Chi scommette sulla paura

Salvini attacca sul coronavirus

Se l’Italia è il terzo Paese al mondo per diffusione del coronavirus, nonostante il focolaio principale sia scoppiato in un altro continente, un motivo c’è. Se i pazienti contagiati sono inferiori soltanto a quelli di Cina e Corea del Sud, e superiori a quelli di Paesi come Giappone, Singapore e Hong Kong, un motivo c’è.

Qual è il motivo? La risposta è che non lo sa nessuno. Potrebbero esserci stati degli errori nelle misure di contenimento del virus. Anzi, è molto probabile che ve ne siano stati. C’è la variabile che sfugge all’analisi delle statistiche, alle elaborazioni degli esperti: la componente chiamata “Fortuna”. Una mela marcia inconsapevole che ne contagia altre, che sconfigge il virus come fosse una normale influenza e continua a lavorare, ad incontrare persone, a viaggiare, a rendere vana la ricerca del cosiddetto “paziente zero”.

E poi c’è l’altra ipotesi, quella che vede l’Italia più avanti di altri Paesi nello screening del virus: i contagi aumentano perché li stiamo cercando, più degli altri, meglio degli altri. Ognuna di queste piste è credibile, ognuna di queste tesi è valida: alla fine è possibile che la verità sia un mix di queste ricostruzioni.

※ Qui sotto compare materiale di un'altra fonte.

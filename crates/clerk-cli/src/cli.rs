use std::path::PathBuf;

use clap::{Args, Parser, Subcommand};

#[derive(Parser)]
#[command(
    name = "clerk",
    about = "Clerk: exactly-once ledger of external-chain events",
    version,
)]
pub struct Cli {
    #[command(subcommand)]
    pub command: Command,

    /// Journal file holding the ledger (overrides the config file)
    #[arg(long, global = true)]
    pub data: Option<PathBuf>,

    /// TOML configuration file
    #[arg(long, global = true)]
    pub config: Option<PathBuf>,

    #[arg(short, long, global = true)]
    pub verbose: bool,

    #[arg(long, global = true, default_value = "text")]
    pub format: OutputFormat,
}

#[derive(Clone, Copy, Debug, PartialEq, Eq, clap::ValueEnum)]
pub enum OutputFormat {
    Text,
    Json,
}

#[derive(Subcommand)]
pub enum Command {
    /// Show one event record
    Get(GetArgs),
    /// List event records in id-key order
    List(ListArgs),
    /// List event records admitted in a time window
    Range(RangeArgs),
    /// List every admitted sequence
    Sequences,
    /// Check whether a sequence has been admitted
    HasSequence(HasSequenceArgs),
    /// Derive the sequence id for a block log position
    SequenceId(SequenceIdArgs),
    /// Write the ledger contents as genesis JSON
    Export(ExportArgs),
    /// Load a genesis JSON file into the ledger
    Import(ImportArgs),
}

#[derive(Args)]
pub struct GetArgs {
    pub id: u64,
}

#[derive(Args)]
pub struct ListArgs {
    #[arg(long, default_value = "1")]
    pub page: u64,
    #[arg(long, default_value = "50")]
    pub limit: u64,
}

#[derive(Args)]
pub struct RangeArgs {
    /// Inclusive lower bound (RFC 3339)
    #[arg(long)]
    pub from: String,
    /// Exclusive upper bound (RFC 3339)
    #[arg(long)]
    pub to: String,
    /// 0 together with --limit 0 lists the whole window
    #[arg(long, default_value = "0")]
    pub page: u64,
    #[arg(long, default_value = "0")]
    pub limit: u64,
}

#[derive(Args)]
pub struct HasSequenceArgs {
    pub sequence: String,
}

#[derive(Args)]
pub struct SequenceIdArgs {
    #[arg(long)]
    pub block: u64,
    #[arg(long)]
    pub log_index: u64,
}

#[derive(Args)]
pub struct ExportArgs {
    /// Output file; stdout when omitted
    #[arg(short, long)]
    pub out: Option<PathBuf>,
}

#[derive(Args)]
pub struct ImportArgs {
    pub file: PathBuf,
}
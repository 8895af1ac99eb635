//! Parallel processing configuration and management
//!
//! This module provides abstractions for configuring Rayon's global
//! thread pool, which bounds the number of worker slots a scan
//! partitions its lines across.

use crate::errors::{NdScanError, Result};
use rayon::ThreadPoolBuilder;

/// Configuration for parallel scanning
#[derive(Debug, Clone, Default)]
pub struct ParallelConfig {
    /// Requested worker count; `None` keeps the pool default
    pub num_threads: Option<usize>,
}

impl ParallelConfig {
    /// Create a new parallel configuration
    #[must_use]
    pub fn new(num_threads: Option<usize>) -> Self {
        Self { num_threads }
    }

    /// Set up the global Rayon thread pool with the specified configuration
    ///
    /// # Errors
    ///
    /// Returns `ThreadPool` when the global pool was already built with a
    /// different configuration.
    pub fn setup_global_pool(&self) -> Result<()> {
        if let Some(num_threads) = self.num_threads {
            ThreadPoolBuilder::new()
                .num_threads(num_threads)
                .build_global()
                .map_err(|e| {
                    NdScanError::ThreadPool(format!(
                        "Failed to initialize thread pool with {num_threads} threads: {e}"
                    ))
                })?;
            println!("✅ Configured parallel scanning with {num_threads} threads");
        } else {
            println!("✅ Using default thread pool configuration");
        }
        Ok(())
    }

    /// Get the current number of threads being used
    #[must_use]
    pub fn current_threads(&self) -> usize {
        rayon::current_num_threads()
    }

    /// Create a configuration that uses all available CPU cores
    #[must_use]
    pub fn all_cores() -> Self {
        Self {
            num_threads: Some(num_cpus::get()),
        }
    }

    /// Create a configuration that uses a specific number of threads
    #[must_use]
    pub fn with_threads(num_threads: usize) -> Self {
        Self {
            num_threads: Some(num_threads),
        }
    }
}

/// Get information about the current parallel scanning environment
#[must_use]
pub fn get_parallel_info() -> ParallelInfo {
    ParallelInfo {
        current_threads: rayon::current_num_threads(),
        available_cores: num_cpus::get(),
        available_parallelism: std::thread::available_parallelism()
            .map(|p| p.get())
            .unwrap_or(1),
    }
}

/// Information about the parallel processing environment
#[derive(Debug, Clone)]
pub struct ParallelInfo {
    /// Threads in the current Rayon pool
    pub current_threads: usize,
    /// Physical/logical cores reported by the OS
    pub available_cores: usize,
    /// `std::thread::available_parallelism` result
    pub available_parallelism: usize,
}

impl ParallelInfo {
    /// Print parallel processing information
    pub fn print_info(&self) {
        println!("📊 Parallel Scanning Information:");
        println!("   Current threads: {}", self.current_threads);
        println!("   Available CPU cores: {}", self.available_cores);
        println!("   Available parallelism: {}", self.available_parallelism);
    }
}
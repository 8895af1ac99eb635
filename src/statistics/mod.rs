//! Statistical operations over N-dimensional images
//!
//! Every operation in this module is a thin precondition layer over a
//! type-specialized line filter driven by the scan or separable driver:
//! checks run before any line is visited, the filter accumulates
//! per-worker partial state, and the driver merges the partials in a
//! fixed order.
//!
//! # Organization
//!
//! - [`count`]: counting set/non-zero samples
//! - [`extrema`]: extreme values and their positions
//! - [`moments`]: sample statistics, covariance, center of mass, spatial
//!   moments
//! - [`cumulative`]: running reductions along chosen dimensions

pub mod count;
pub mod cumulative;
pub mod extrema;
pub mod moments;

// Re-export the main operations for convenience
pub use count::count;
pub use cumulative::cumulative_sum;
pub use extrema::{maximum_and_minimum, maximum_pixel, minimum_pixel, TiePolicy};
pub use moments::{center_of_mass, covariance, moments, sample_statistics};
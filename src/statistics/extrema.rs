//! Extreme values and their positions

use crate::accumulators::MinMaxAccumulator;
use crate::dispatch_real;
use crate::dispatch_scalar;
use crate::errors::{NdScanError, Result};
use crate::framework::{scan_single_input, ScanLine, ScanLineFilter, ScanOptions};
use crate::image::{Image, Sample};

/// Which occurrence of a tied extreme value is reported
///
/// `First` uses strict comparisons both inside a worker's scan and in the
/// cross-worker merge, so the earliest extreme in scan order wins; `Last`
/// uses non-strict comparisons, so the latest wins. The direction is a
/// tested contract, not a comparator detail.
#[derive(Debug, Clone, Copy, PartialEq, Eq, Default)]
pub enum TiePolicy {
    /// Report the first occurrence in scan order
    #[default]
    First,
    /// Report the last occurrence in scan order
    Last,
}

#[derive(Clone, Copy)]
enum Direction {
    Maximum,
    Minimum,
}

struct ExtremePixelFilter {
    direction: Direction,
    tie: TiePolicy,
}

impl ExtremePixelFilter {
    /// True when `candidate` displaces `current` under the direction and
    /// tie policy
    fn displaces(&self, candidate: f64, current: f64) -> bool {
        match (self.direction, self.tie) {
            (Direction::Maximum, TiePolicy::First) => candidate > current,
            (Direction::Maximum, TiePolicy::Last) => candidate >= current,
            (Direction::Minimum, TiePolicy::First) => candidate < current,
            (Direction::Minimum, TiePolicy::Last) => candidate <= current,
        }
    }
}

/// Best value seen by one worker and where it was; `None` until the
/// worker sees its first (unmasked) sample
type ExtremeState = Option<(f64, Vec<usize>)>;

impl<S: Sample> ScanLineFilter<S> for ExtremePixelFilter {
    type Acc = ExtremeState;

    fn operations_per_sample(&self) -> usize {
        2
    }

    fn init(&self) -> ExtremeState {
        None
    }

    fn filter(&self, line: &ScanLine<'_, S>, acc: &mut ExtremeState) {
        for i in 0..line.input.len() {
            if let Some(mask) = &line.mask {
                if !mask.get(i) {
                    continue;
                }
            }
            let value = line.input.get(i).to_f64();
            let take = match acc {
                None => true,
                Some((current, _)) => self.displaces(value, *current),
            };
            if take {
                let mut coord = line.position.clone();
                coord[line.dimension] += i;
                *acc = Some((value, coord));
            }
        }
    }

    fn merge(&self, into: &mut ExtremeState, other: ExtremeState) {
        if let Some((value, coord)) = other {
            let take = match into {
                None => true,
                Some((current, _)) => self.displaces(value, *current),
            };
            if take {
                *into = Some((value, coord));
            }
        }
    }
}

fn extreme_pixel(
    input: &Image,
    mask: Option<&Image>,
    direction: Direction,
    tie: TiePolicy,
    operation: &'static str,
) -> Result<Vec<usize>> {
    if !input.is_forged() {
        return Err(NdScanError::NotForged { operand: "input" });
    }
    if !input.is_scalar() {
        return Err(NdScanError::NotScalar { operand: "input" });
    }
    let filter = ExtremePixelFilter { direction, tie };
    let options = ScanOptions {
        need_coordinates: true,
        ..ScanOptions::default()
    };
    macro_rules! run {
        ($ty:ty) => {
            scan_single_input::<$ty, _>(input, mask, &filter, options)
        };
    }
    let state = dispatch_real!(input.data_type(), operation, run)?;
    // An empty image or an all-false mask has no extreme position.
    Ok(state.map(|(_, coord)| coord).unwrap_or_default())
}

/// Position of the largest sample
///
/// On ties, `tie` selects the first or last occurrence in scan order.
/// Returns an empty vector when no sample is selected (empty image or
/// all-false mask).
///
/// # Errors
///
/// Returns `NotForged`/`NotScalar` preconditions, mask errors, or
/// `UnsupportedDataType` for binary and complex input.
pub fn maximum_pixel(input: &Image, mask: Option<&Image>, tie: TiePolicy) -> Result<Vec<usize>> {
    extreme_pixel(input, mask, Direction::Maximum, tie, "maximum_pixel")
}

/// Position of the smallest sample
///
/// Same contract as [`maximum_pixel`], with the comparisons mirrored.
///
/// # Errors
///
/// Same conditions as [`maximum_pixel`].
pub fn minimum_pixel(input: &Image, mask: Option<&Image>, tie: TiePolicy) -> Result<Vec<usize>> {
    extreme_pixel(input, mask, Direction::Minimum, tie, "minimum_pixel")
}

struct MinMaxFilter;

impl<S: Sample> ScanLineFilter<S> for MinMaxFilter {
    type Acc = MinMaxAccumulator;

    fn operations_per_sample(&self) -> usize {
        3
    }

    fn init(&self) -> MinMaxAccumulator {
        MinMaxAccumulator::new()
    }

    fn filter(&self, line: &ScanLine<'_, S>, acc: &mut MinMaxAccumulator) {
        match &line.mask {
            Some(mask) => {
                for i in 0..line.input.len() {
                    if mask.get(i) {
                        acc.push(line.input.get(i).to_f64());
                    }
                }
            }
            None => {
                // Two samples per iteration; the odd tail is pushed singly.
                let length = line.input.len();
                let mut i = 0;
                while i + 1 < length {
                    acc.push_pair(line.input.get(i).to_f64(), line.input.get(i + 1).to_f64());
                    i += 2;
                }
                if i < length {
                    acc.push(line.input.get(i).to_f64());
                }
            }
        }
    }

    fn merge(&self, into: &mut MinMaxAccumulator, other: MinMaxAccumulator) {
        *into += other;
    }
}

/// Smallest and largest sample in a single pass
///
/// Complex images are split into real/imaginary parts along an added
/// trailing dimension first; tensor-valued pixels span all samples.
///
/// # Errors
///
/// Returns `NotForged` precondition or mask validation errors.
pub fn maximum_and_minimum(input: &Image, mask: Option<&Image>) -> Result<MinMaxAccumulator> {
    if !input.is_forged() {
        return Err(NdScanError::NotForged { operand: "input" });
    }
    // The mask is singleton-expanded along the dimension the split adds.
    let real_input = input.split_complex()?;
    let options = ScanOptions {
        tensor_as_spatial_dim: true,
        ..ScanOptions::default()
    };
    macro_rules! run {
        ($ty:ty) => {
            scan_single_input::<$ty, _>(&real_input, mask, &MinMaxFilter, options)
        };
    }
    dispatch_scalar!(real_input.data_type(), "maximum_and_minimum", run)
}
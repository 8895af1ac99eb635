//! Counting scans

use crate::dispatch_scalar;
use crate::errors::{NdScanError, Result};
use crate::framework::{scan_single_input, ScanLine, ScanLineFilter, ScanOptions};
use crate::image::{Image, Sample};

struct CountFilter;

impl<S: Sample> ScanLineFilter<S> for CountFilter {
    type Acc = usize;

    fn operations_per_sample(&self) -> usize {
        2
    }

    fn init(&self) -> usize {
        0
    }

    fn filter(&self, line: &ScanLine<'_, S>, acc: &mut usize) {
        match &line.mask {
            Some(mask) => {
                for i in 0..line.input.len() {
                    if mask.get(i) && line.input.get(i).is_nonzero() {
                        *acc += 1;
                    }
                }
            }
            None => {
                for value in line.input.iter() {
                    if value.is_nonzero() {
                        *acc += 1;
                    }
                }
            }
        }
    }

    fn merge(&self, into: &mut usize, other: usize) {
        *into += other;
    }
}

/// Count the samples that are non-zero (and, when a mask is given, have a
/// true mask sample)
///
/// On a binary image this is the number of set pixels.
///
/// # Errors
///
/// Returns `NotForged` or `NotScalar` preconditions, mask validation
/// errors, or `UnsupportedDataType` for complex input.
pub fn count(input: &Image, mask: Option<&Image>) -> Result<usize> {
    if !input.is_forged() {
        return Err(NdScanError::NotForged { operand: "input" });
    }
    if !input.is_scalar() {
        return Err(NdScanError::NotScalar { operand: "input" });
    }
    macro_rules! run {
        ($ty:ty) => {
            scan_single_input::<$ty, _>(input, mask, &CountFilter, ScanOptions::default())
        };
    }
    dispatch_scalar!(input.data_type(), "count", run)
}
//! Running reductions along chosen dimensions

use crate::errors::{NdScanError, Result};
use crate::framework::{separable_inplace, SeparableLineFilter};
use crate::image::{DataType, Image, PixelType};
use ndarray::{ArrayD, ArrayViewMut1};
use num_complex::{Complex32, Complex64};
use num_traits::Zero;
use std::ops::AddAssign;

struct CumSumFilter;

impl<T> SeparableLineFilter<T> for CumSumFilter
where
    T: Copy + Zero + AddAssign + Send + Sync,
{
    fn operations_per_sample(&self) -> usize {
        1
    }

    fn filter_line(&self, line: &mut ArrayViewMut1<'_, T>) {
        let mut sum = T::zero();
        for value in line.iter_mut() {
            sum += *value;
            *value = sum;
        }
    }
}

/// Cumulative sum along every dimension flagged in `process`
///
/// The output holds the flex promotion of the input type (integers and
/// binary promote to F64, floating and complex types are kept). When a
/// mask is given, masked-out samples are first replaced by 0, the
/// additive identity, so the running sums skip them; the substitution is
/// fully materialized before the first pass. Tensor elements are summed
/// independently. With no flagged dimension the result is a plain
/// converted copy.
///
/// # Errors
///
/// Returns `NotForged`, `Dimensionality` (at least one dimension
/// required), a `process` length mismatch, or mask validation errors.
pub fn cumulative_sum(input: &Image, mask: Option<&Image>, process: &[bool]) -> Result<Image> {
    if !input.is_forged() {
        return Err(NdScanError::NotForged { operand: "input" });
    }
    let nd = input.dimensionality();
    if nd < 1 {
        return Err(NdScanError::Dimensionality {
            required: 1,
            actual: nd,
        });
    }
    if process.len() != nd {
        return Err(NdScanError::Generic(format!(
            "process array has {} entries, image has {nd} dimensions",
            process.len()
        )));
    }
    if let Some(m) = mask {
        m.check_is_mask(input.sizes())?;
    }
    let dims: Vec<usize> = (0..nd).filter(|&d| process[d]).collect();

    match input.data_type().suggest_flex() {
        DataType::F32 => run_pass::<f32>(&input.convert(DataType::F32)?, mask, &dims),
        DataType::F64 => run_pass::<f64>(&input.convert(DataType::F64)?, mask, &dims),
        DataType::C32 => run_pass::<Complex32>(input, mask, &dims),
        DataType::C64 => run_pass::<Complex64>(input, mask, &dims),
        other => Err(NdScanError::UnsupportedDataType {
            operation: "cumulative_sum",
            dtype: other,
        }),
    }
}

fn run_pass<T>(input: &Image, mask: Option<&Image>, dims: &[usize]) -> Result<Image>
where
    T: PixelType + Zero + AddAssign,
{
    let sizes = input.sizes().to_vec();
    let tensor = input.tensor_elements();

    // Work shape carries the tensor index as a trailing axis, which keeps
    // tensor elements out of the processed dimensions (scalar lines).
    let mut shape = sizes.clone();
    if tensor > 1 {
        shape.push(tensor);
    }

    let mut samples: Vec<T> = input.samples::<T>()?.to_vec();
    if let Some(m) = mask {
        let mask_strides = m.expanded_strides(&shape)?;
        substitute_identity(&mut samples, &shape, m.samples::<bool>()?, &mask_strides);
    }

    let mut work: ArrayD<T> = ArrayD::from_shape_vec(shape, samples)?;
    separable_inplace(&mut work, dims, &CumSumFilter)?;

    let samples: Vec<T> = work.iter().copied().collect();
    Image::from_samples(sizes, tensor, samples)
}

// Walks the samples in storage order with an odometer over the mask's
// broadcast strides, zeroing every masked-out sample.
fn substitute_identity<T: Zero + Copy>(
    samples: &mut [T],
    shape: &[usize],
    mask: &[bool],
    mask_strides: &[isize],
) {
    let nd = shape.len();
    let mut position = vec![0_usize; nd];
    let mut offset = 0_isize;
    for sample in samples.iter_mut() {
        if !mask[offset as usize] {
            *sample = T::zero();
        }
        for d in (0..nd).rev() {
            position[d] += 1;
            offset += mask_strides[d];
            if position[d] < shape[d] {
                break;
            }
            position[d] = 0;
            offset -= mask_strides[d] * shape[d] as isize;
        }
    }
}
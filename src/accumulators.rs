//! Streaming statistical accumulators
//!
//! Plain value types holding only sufficient statistics: `push` consumes
//! one sample, `+=` combines two accumulators built over disjoint sample
//! sets into the exact statistics of the union, independent of split
//! point and sample order. All arithmetic is double precision regardless
//! of the source sample type.

use std::ops::AddAssign;

/// Running minimum and maximum
///
/// The empty state carries +inf/-inf so merging with a worker that saw no
/// samples is a no-op.
#[derive(Debug, Clone, Copy)]
pub struct MinMaxAccumulator {
    min: f64,
    max: f64,
}

impl Default for MinMaxAccumulator {
    fn default() -> Self {
        Self::new()
    }
}

impl MinMaxAccumulator {
    /// Empty accumulator
    #[must_use]
    pub fn new() -> Self {
        Self {
            min: f64::INFINITY,
            max: f64::NEG_INFINITY,
        }
    }

    /// Add one sample
    pub fn push(&mut self, value: f64) {
        if value < self.min {
            self.min = value;
        }
        if value > self.max {
            self.max = value;
        }
    }

    /// Add two samples, ordering the pair first so only one of min/max is
    /// tested against each; merged results are identical to pushing the
    /// samples one at a time
    pub fn push_pair(&mut self, first: f64, second: f64) {
        let (lo, hi) = if first <= second {
            (first, second)
        } else {
            (second, first)
        };
        if lo < self.min {
            self.min = lo;
        }
        if hi > self.max {
            self.max = hi;
        }
    }

    /// Smallest sample seen, +inf when empty
    #[must_use]
    pub fn minimum(&self) -> f64 {
        self.min
    }

    /// Largest sample seen, -inf when empty
    #[must_use]
    pub fn maximum(&self) -> f64 {
        self.max
    }
}

impl AddAssign for MinMaxAccumulator {
    fn add_assign(&mut self, other: Self) {
        self.min = self.min.min(other.min);
        self.max = self.max.max(other.max);
    }
}

/// Single-pass mean and central moments up to 4th order
///
/// Uses the extended Welford update (Pébay's formulas) per sample and the
/// pairwise parallel-moments recombination when two accumulators merge,
/// so a merged result equals a single pass over the union of samples.
#[derive(Debug, Clone, Copy, Default)]
pub struct StatisticsAccumulator {
    n: u64,
    mean: f64,
    m2: f64,
    m3: f64,
    m4: f64,
}

impl StatisticsAccumulator {
    /// Empty accumulator
    #[must_use]
    pub fn new() -> Self {
        Self::default()
    }

    /// Add one sample
    pub fn push(&mut self, value: f64) {
        let n1 = self.n as f64;
        self.n += 1;
        let n = self.n as f64;
        let delta = value - self.mean;
        let delta_n = delta / n;
        let delta_n2 = delta_n * delta_n;
        let term = delta * delta_n * n1;
        self.m4 += term * delta_n2 * (n * n - 3.0 * n + 3.0) + 6.0 * delta_n2 * self.m2
            - 4.0 * delta_n * self.m3;
        self.m3 += term * delta_n * (n - 2.0) - 3.0 * delta_n * self.m2;
        self.m2 += term;
        self.mean += delta_n;
    }

    /// Number of samples seen
    #[must_use]
    pub fn number(&self) -> u64 {
        self.n
    }

    /// Sample mean, 0 when empty
    #[must_use]
    pub fn mean(&self) -> f64 {
        self.mean
    }

    /// Unbiased sample variance, 0 with fewer than two samples
    #[must_use]
    pub fn variance(&self) -> f64 {
        if self.n > 1 {
            self.m2 / (self.n as f64 - 1.0)
        } else {
            0.0
        }
    }

    /// Square root of the unbiased variance
    #[must_use]
    pub fn standard_deviation(&self) -> f64 {
        self.variance().sqrt()
    }

    /// Population skewness g1, 0 when undefined
    #[must_use]
    pub fn skewness(&self) -> f64 {
        if self.n > 1 && self.m2 > 0.0 {
            (self.n as f64).sqrt() * self.m3 / self.m2.powf(1.5)
        } else {
            0.0
        }
    }

    /// Population excess kurtosis g2, 0 when undefined
    #[must_use]
    pub fn excess_kurtosis(&self) -> f64 {
        if self.n > 1 && self.m2 > 0.0 {
            self.n as f64 * self.m4 / (self.m2 * self.m2) - 3.0
        } else {
            0.0
        }
    }
}

impl AddAssign for StatisticsAccumulator {
    fn add_assign(&mut self, other: Self) {
        if other.n == 0 {
            return;
        }
        if self.n == 0 {
            *self = other;
            return;
        }
        let na = self.n as f64;
        let nb = other.n as f64;
        let n = na + nb;
        let delta = other.mean - self.mean;
        let delta_n = delta / n;
        // Chan et al. pairwise recombination, highest moment first so each
        // update reads the lower moments before they change.
        self.m4 += other.m4
            + delta * delta_n * delta_n * delta_n * na * nb * (na * na - na * nb + nb * nb)
            + 6.0 * delta_n * delta_n * (na * na * other.m2 + nb * nb * self.m2)
            + 4.0 * delta_n * (na * other.m3 - nb * self.m3);
        self.m3 += other.m3 + delta * delta_n * delta_n * na * nb * (na - nb)
            + 3.0 * delta_n * (na * other.m2 - nb * self.m2);
        self.m2 += other.m2 + delta * delta_n * na * nb;
        self.mean += delta_n * nb;
        self.n += other.n;
    }
}

/// Single-pass covariance of a paired sample stream
///
/// Tracks both means, both second central-moment sums, and the running
/// cross-deviation sum; merge uses the bivariate analogue of the pairwise
/// combination formula.
#[derive(Debug, Clone, Copy, Default)]
pub struct CovarianceAccumulator {
    n: u64,
    mean_x: f64,
    mean_y: f64,
    m2_x: f64,
    m2_y: f64,
    c: f64,
}

impl CovarianceAccumulator {
    /// Empty accumulator
    #[must_use]
    pub fn new() -> Self {
        Self::default()
    }

    /// Add one sample pair
    pub fn push(&mut self, x: f64, y: f64) {
        self.n += 1;
        let n = self.n as f64;
        let delta_x = x - self.mean_x;
        self.mean_x += delta_x / n;
        self.m2_x += delta_x * (x - self.mean_x);
        let delta_y = y - self.mean_y;
        self.mean_y += delta_y / n;
        self.m2_y += delta_y * (y - self.mean_y);
        self.c += delta_x * (y - self.mean_y);
    }

    /// Number of sample pairs seen
    #[must_use]
    pub fn number(&self) -> u64 {
        self.n
    }

    /// Mean of the first variable
    #[must_use]
    pub fn mean_x(&self) -> f64 {
        self.mean_x
    }

    /// Mean of the second variable
    #[must_use]
    pub fn mean_y(&self) -> f64 {
        self.mean_y
    }

    /// Unbiased variance of the first variable
    #[must_use]
    pub fn variance_x(&self) -> f64 {
        if self.n > 1 {
            self.m2_x / (self.n as f64 - 1.0)
        } else {
            0.0
        }
    }

    /// Unbiased variance of the second variable
    #[must_use]
    pub fn variance_y(&self) -> f64 {
        if self.n > 1 {
            self.m2_y / (self.n as f64 - 1.0)
        } else {
            0.0
        }
    }

    /// Unbiased sample covariance, 0 with fewer than two pairs
    #[must_use]
    pub fn covariance(&self) -> f64 {
        if self.n > 1 {
            self.c / (self.n as f64 - 1.0)
        } else {
            0.0
        }
    }

    /// Pearson correlation coefficient, 0 when undefined
    #[must_use]
    pub fn correlation(&self) -> f64 {
        let denominator = (self.m2_x * self.m2_y).sqrt();
        if denominator > 0.0 {
            self.c / denominator
        } else {
            0.0
        }
    }

    /// Slope of the least-squares regression of y onto x
    #[must_use]
    pub fn slope(&self) -> f64 {
        if self.m2_x > 0.0 {
            self.c / self.m2_x
        } else {
            0.0
        }
    }
}

impl AddAssign for CovarianceAccumulator {
    fn add_assign(&mut self, other: Self) {
        if other.n == 0 {
            return;
        }
        if self.n == 0 {
            *self = other;
            return;
        }
        let na = self.n as f64;
        let nb = other.n as f64;
        let n = na + nb;
        let delta_x = other.mean_x - self.mean_x;
        let delta_y = other.mean_y - self.mean_y;
        let ratio = na * nb / n;
        self.c += other.c + delta_x * delta_y * ratio;
        self.m2_x += other.m2_x + delta_x * delta_x * ratio;
        self.m2_y += other.m2_y + delta_y * delta_y * ratio;
        self.mean_x += delta_x * nb / n;
        self.mean_y += delta_y * nb / n;
        self.n += other.n;
    }
}

/// Raw spatial moments up to 2nd order of an N-dimensional mass
/// distribution
///
/// Holds the mass sum m0, the first-order sums m1 (one per axis), and the
/// upper triangle of the symmetric second-order matrix, nD*(nD+1)/2
/// entries in row-major upper-triangle order.
#[derive(Debug, Clone)]
pub struct MomentAccumulator {
    m0: f64,
    m1: Vec<f64>,
    m2: Vec<f64>,
}

impl MomentAccumulator {
    /// Empty accumulator for an `nd`-dimensional distribution
    #[must_use]
    pub fn new(nd: usize) -> Self {
        Self {
            m0: 0.0,
            m1: vec![0.0; nd],
            m2: vec![0.0; nd * (nd + 1) / 2],
        }
    }

    /// Dimensionality of the distribution
    #[must_use]
    pub fn dimensionality(&self) -> usize {
        self.m1.len()
    }

    /// Add `value` mass at `position`
    ///
    /// `position` must have the accumulator's dimensionality.
    pub fn push(&mut self, position: &[f64], value: f64) {
        debug_assert_eq!(position.len(), self.m1.len());
        self.m0 += value;
        let mut k = 0;
        for (i, &pi) in position.iter().enumerate() {
            self.m1[i] += pi * value;
            for &pj in &position[i..] {
                self.m2[k] += pi * pj * value;
                k += 1;
            }
        }
    }

    /// Total mass
    #[must_use]
    pub fn sum(&self) -> f64 {
        self.m0
    }

    /// First-order moments normalized by the mass sum; the zero vector
    /// when the mass is exactly zero
    #[must_use]
    pub fn first_order(&self) -> Vec<f64> {
        if self.m0 == 0.0 {
            vec![0.0; self.m1.len()]
        } else {
            self.m1.iter().map(|&m| m / self.m0).collect()
        }
    }

    /// Upper triangle of the second-order moments normalized by the mass
    /// sum; zeros when the mass is exactly zero
    #[must_use]
    pub fn second_order(&self) -> Vec<f64> {
        if self.m0 == 0.0 {
            vec![0.0; self.m2.len()]
        } else {
            self.m2.iter().map(|&m| m / self.m0).collect()
        }
    }

    /// Raw (unnormalized) second-order sums, upper triangle
    #[must_use]
    pub fn plain_second_order(&self) -> &[f64] {
        &self.m2
    }
}

impl AddAssign for MomentAccumulator {
    fn add_assign(&mut self, other: Self) {
        debug_assert_eq!(self.m1.len(), other.m1.len());
        self.m0 += other.m0;
        for (a, b) in self.m1.iter_mut().zip(&other.m1) {
            *a += b;
        }
        for (a, b) in self.m2.iter_mut().zip(&other.m2) {
            *a += b;
        }
    }
}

Alla fine, però, significa appunto alla fine. Vuol dire che il bilancio sulla gestione di un’emergenza globale non può essere tracciato quando questa è ancora in corso. E, soprattutto, equivale a pretendere, da un politico che aspiri a guidare questo Paese – tutto il Paese, non solo i propri sostenitori – la moderazione e la lungimiranza che si richiedono in frangenti come questo.

I consigli devono essere accolti dal governo. Ma le opposizioni devono consigliare, collaborare, non speculare, non limitarsi a presenziare nelle trasmissioni tv per lucrare consensi sull’emergenza, alimentando allarmismi che – per fortuna – ad oggi non hanno ancora ragione di esistere. Per fare nomi e cognomi: ciò che sta facendo Matteo Salvini è molto semplice e molto scorretto. Sta scommettendo sulla paura degli italiani e sul fallimento dell’Italia. Da apprezzare è invece l’atteggiamento di Giorgia Meloni e Silvio Berlusconi, che hanno parlato con Giuseppe Conte e assicurato massima collaborazione ad un esecutivo di cui pure non condividono nulla. Così si comportano i leader di un Paese che possa definirsi tale.

Le frasi del tipo “ve lo avevo detto”, “vergogna”, “chiedete scusa” arrivano fuori tempo. Non è l’ora delle accuse. E’ il momento dell’Italia unita. Chi non lo capisce fornisce ulteriore prova della sua inadeguatezza a guidare questo Paese. Peggio per lui.